■ TASK OBJECTIVE
Count the lines below that contain the word "CreateBookingRequest", and reply with only that number.

■ INPUT MATERIAL
┏━━
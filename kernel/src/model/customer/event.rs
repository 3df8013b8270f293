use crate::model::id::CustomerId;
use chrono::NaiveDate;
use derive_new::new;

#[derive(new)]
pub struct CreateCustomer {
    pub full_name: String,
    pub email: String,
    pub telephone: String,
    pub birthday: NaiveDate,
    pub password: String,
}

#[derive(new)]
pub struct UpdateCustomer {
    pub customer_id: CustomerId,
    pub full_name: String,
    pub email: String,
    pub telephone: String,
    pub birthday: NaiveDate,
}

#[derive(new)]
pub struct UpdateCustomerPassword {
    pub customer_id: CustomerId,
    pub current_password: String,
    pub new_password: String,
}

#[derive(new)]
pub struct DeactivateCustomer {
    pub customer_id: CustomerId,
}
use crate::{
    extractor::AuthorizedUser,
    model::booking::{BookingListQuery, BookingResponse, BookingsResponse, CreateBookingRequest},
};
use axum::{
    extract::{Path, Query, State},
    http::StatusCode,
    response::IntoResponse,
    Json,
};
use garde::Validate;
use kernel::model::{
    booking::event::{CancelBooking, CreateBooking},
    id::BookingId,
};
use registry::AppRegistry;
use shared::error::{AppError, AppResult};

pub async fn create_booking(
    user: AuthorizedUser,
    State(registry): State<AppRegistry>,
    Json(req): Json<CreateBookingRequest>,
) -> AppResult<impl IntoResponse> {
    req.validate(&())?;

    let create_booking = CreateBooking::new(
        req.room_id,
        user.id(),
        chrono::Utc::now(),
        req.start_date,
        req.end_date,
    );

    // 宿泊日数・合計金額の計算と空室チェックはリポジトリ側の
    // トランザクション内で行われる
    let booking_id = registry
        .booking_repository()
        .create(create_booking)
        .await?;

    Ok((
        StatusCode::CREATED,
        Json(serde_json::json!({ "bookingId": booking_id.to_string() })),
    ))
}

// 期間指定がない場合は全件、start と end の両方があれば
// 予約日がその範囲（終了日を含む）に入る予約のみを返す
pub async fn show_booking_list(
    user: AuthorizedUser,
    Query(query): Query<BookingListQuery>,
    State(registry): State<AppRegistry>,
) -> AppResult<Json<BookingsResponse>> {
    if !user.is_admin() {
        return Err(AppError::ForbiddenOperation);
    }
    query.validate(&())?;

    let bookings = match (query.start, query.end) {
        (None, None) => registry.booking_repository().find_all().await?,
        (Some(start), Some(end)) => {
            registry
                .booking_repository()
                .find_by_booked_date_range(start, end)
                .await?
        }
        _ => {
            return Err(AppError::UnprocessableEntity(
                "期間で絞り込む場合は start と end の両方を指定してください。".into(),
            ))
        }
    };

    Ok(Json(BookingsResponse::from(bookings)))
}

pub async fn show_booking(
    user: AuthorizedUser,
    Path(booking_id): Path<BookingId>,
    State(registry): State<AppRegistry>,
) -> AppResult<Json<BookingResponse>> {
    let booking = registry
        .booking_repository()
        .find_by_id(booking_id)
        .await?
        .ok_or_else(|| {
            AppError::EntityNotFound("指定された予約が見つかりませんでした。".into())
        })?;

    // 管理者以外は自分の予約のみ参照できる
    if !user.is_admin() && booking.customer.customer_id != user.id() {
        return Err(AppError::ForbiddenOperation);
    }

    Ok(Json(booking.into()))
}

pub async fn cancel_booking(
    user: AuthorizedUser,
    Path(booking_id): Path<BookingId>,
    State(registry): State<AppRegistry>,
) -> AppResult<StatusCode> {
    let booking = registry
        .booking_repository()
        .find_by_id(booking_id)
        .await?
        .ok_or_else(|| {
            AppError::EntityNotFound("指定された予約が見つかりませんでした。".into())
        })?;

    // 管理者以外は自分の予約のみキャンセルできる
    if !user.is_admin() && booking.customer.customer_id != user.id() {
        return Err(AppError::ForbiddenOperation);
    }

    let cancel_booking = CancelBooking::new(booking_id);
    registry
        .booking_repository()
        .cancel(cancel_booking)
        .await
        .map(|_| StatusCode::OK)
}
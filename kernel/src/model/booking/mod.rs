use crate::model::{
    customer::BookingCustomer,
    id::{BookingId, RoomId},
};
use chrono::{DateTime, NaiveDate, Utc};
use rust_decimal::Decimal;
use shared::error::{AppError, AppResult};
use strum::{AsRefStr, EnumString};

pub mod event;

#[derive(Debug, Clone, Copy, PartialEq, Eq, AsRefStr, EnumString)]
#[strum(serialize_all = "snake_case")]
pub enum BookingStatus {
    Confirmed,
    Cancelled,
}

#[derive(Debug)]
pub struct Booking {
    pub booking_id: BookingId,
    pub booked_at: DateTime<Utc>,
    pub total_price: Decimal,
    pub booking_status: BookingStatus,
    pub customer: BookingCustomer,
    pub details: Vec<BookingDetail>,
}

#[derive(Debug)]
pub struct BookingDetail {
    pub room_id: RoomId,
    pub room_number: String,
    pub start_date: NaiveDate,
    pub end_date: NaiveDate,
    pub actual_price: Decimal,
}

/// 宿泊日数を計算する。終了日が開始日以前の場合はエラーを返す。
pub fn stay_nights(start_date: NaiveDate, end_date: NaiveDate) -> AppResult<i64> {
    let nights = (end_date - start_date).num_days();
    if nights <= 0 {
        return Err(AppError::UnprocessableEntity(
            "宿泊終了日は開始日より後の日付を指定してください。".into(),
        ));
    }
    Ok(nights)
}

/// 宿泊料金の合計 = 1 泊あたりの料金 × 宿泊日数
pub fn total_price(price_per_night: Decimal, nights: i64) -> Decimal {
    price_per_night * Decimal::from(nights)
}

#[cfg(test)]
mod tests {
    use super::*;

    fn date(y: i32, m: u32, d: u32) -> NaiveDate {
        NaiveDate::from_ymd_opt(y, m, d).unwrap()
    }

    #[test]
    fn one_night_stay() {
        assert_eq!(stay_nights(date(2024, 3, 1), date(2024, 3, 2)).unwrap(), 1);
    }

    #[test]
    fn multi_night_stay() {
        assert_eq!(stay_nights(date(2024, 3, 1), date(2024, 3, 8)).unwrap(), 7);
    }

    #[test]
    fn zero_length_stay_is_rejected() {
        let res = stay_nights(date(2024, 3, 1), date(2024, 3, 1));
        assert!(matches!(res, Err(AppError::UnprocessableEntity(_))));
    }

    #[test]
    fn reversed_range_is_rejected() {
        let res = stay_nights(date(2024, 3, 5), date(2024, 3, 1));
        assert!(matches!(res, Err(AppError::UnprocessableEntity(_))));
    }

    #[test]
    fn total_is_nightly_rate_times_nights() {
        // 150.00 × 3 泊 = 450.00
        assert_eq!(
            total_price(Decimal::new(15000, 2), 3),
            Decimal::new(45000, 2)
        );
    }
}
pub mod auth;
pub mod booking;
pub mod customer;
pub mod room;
┗━━
┏━━
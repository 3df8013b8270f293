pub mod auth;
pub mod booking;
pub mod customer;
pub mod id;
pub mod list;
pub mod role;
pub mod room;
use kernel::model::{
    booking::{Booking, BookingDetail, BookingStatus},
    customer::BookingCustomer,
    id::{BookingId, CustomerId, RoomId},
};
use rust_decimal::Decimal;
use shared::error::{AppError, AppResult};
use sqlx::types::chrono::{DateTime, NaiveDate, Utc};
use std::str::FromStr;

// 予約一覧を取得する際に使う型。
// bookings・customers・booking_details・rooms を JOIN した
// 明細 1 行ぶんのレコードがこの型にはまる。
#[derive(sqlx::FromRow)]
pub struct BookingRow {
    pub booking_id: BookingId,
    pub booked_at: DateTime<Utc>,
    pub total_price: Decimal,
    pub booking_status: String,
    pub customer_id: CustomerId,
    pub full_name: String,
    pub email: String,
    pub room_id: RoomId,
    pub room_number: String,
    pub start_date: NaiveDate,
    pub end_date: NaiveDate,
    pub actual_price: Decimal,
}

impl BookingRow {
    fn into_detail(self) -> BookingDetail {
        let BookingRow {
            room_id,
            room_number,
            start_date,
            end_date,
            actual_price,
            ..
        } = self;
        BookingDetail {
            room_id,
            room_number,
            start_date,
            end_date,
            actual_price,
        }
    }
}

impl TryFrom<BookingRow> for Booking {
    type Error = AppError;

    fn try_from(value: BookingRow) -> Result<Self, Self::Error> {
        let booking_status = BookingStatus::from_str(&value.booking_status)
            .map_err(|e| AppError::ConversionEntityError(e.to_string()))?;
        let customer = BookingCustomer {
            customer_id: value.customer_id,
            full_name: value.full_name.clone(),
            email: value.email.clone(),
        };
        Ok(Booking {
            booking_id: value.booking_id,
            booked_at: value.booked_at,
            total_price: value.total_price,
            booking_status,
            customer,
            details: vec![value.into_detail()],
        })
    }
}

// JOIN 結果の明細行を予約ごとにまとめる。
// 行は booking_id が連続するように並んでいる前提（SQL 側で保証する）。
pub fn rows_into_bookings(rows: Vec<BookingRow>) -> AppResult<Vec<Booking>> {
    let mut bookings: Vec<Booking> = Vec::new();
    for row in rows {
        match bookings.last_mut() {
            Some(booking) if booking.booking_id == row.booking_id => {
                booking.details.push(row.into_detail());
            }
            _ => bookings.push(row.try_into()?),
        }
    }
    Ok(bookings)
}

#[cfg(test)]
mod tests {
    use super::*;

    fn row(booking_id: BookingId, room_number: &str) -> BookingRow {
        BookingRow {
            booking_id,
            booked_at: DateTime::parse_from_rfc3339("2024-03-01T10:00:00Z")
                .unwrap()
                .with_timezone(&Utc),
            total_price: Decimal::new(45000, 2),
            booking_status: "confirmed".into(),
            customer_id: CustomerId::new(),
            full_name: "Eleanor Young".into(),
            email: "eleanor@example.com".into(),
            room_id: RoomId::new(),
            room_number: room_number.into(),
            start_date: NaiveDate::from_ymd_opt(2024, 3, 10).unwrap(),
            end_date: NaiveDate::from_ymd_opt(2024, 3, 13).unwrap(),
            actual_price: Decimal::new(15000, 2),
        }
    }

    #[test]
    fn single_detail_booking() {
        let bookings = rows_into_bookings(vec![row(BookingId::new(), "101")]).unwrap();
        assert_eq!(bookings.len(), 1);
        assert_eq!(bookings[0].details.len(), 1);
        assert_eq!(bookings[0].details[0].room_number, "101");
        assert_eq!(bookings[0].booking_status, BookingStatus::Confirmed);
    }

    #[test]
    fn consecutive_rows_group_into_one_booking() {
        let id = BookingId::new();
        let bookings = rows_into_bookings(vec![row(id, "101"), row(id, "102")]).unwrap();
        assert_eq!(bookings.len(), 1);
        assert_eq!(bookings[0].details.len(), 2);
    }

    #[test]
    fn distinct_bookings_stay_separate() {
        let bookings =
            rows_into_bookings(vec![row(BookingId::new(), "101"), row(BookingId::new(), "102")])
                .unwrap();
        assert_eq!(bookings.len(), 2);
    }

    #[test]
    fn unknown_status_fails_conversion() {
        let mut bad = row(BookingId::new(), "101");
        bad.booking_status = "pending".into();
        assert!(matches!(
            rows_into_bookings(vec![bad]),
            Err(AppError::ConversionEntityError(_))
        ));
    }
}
┗━━
┏━━
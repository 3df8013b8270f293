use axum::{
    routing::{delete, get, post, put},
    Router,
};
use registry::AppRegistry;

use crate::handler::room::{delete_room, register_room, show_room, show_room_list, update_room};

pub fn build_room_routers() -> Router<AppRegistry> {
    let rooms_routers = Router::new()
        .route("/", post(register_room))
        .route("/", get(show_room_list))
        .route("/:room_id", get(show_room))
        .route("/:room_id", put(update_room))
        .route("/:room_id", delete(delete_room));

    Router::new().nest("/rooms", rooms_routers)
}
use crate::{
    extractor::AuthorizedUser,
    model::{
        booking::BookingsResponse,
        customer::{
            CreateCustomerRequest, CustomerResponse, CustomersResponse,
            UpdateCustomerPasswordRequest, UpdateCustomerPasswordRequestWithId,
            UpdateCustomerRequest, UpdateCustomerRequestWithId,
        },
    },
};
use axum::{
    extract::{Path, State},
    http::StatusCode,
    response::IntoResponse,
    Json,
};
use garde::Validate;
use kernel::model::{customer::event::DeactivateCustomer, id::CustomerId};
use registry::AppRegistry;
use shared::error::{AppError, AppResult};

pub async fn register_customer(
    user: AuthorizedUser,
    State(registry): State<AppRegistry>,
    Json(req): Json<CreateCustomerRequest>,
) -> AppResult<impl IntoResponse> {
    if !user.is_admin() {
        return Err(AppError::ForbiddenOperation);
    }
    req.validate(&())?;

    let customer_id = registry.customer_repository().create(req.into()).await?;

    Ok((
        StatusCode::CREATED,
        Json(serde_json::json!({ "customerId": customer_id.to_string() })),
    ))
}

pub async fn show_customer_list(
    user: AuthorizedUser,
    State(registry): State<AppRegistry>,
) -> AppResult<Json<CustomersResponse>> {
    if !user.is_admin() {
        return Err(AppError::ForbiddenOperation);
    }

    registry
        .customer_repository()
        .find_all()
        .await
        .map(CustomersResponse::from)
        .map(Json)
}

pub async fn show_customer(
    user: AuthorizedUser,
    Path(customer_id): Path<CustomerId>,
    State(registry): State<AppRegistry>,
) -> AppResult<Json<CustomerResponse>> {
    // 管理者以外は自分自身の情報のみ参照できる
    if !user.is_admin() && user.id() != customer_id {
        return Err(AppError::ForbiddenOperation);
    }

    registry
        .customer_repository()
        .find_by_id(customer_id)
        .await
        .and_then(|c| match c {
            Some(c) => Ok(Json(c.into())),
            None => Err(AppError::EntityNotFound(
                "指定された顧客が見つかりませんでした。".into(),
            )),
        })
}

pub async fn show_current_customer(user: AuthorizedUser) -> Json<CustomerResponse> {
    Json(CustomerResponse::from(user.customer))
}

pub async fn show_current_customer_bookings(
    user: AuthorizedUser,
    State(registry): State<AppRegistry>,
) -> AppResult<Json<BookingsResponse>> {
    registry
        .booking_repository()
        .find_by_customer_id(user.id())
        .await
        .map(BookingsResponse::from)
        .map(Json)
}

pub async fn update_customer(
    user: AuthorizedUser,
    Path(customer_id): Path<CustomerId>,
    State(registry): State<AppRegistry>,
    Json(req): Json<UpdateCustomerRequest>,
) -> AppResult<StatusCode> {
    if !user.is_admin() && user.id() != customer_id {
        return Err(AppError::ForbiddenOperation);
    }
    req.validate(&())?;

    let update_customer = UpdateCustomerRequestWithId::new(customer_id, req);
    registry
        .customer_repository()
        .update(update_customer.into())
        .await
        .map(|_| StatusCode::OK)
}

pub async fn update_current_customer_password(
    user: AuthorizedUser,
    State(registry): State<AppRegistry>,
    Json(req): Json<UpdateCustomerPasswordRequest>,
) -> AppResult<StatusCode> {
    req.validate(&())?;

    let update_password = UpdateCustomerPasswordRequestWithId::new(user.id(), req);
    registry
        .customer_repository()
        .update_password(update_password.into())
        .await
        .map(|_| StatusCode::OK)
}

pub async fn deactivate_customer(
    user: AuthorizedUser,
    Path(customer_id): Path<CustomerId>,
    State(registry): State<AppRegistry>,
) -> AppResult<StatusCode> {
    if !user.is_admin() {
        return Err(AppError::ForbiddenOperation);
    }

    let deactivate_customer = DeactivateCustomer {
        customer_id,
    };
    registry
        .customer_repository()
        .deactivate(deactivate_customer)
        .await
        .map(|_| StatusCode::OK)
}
┗━━
■ OUTPUT
2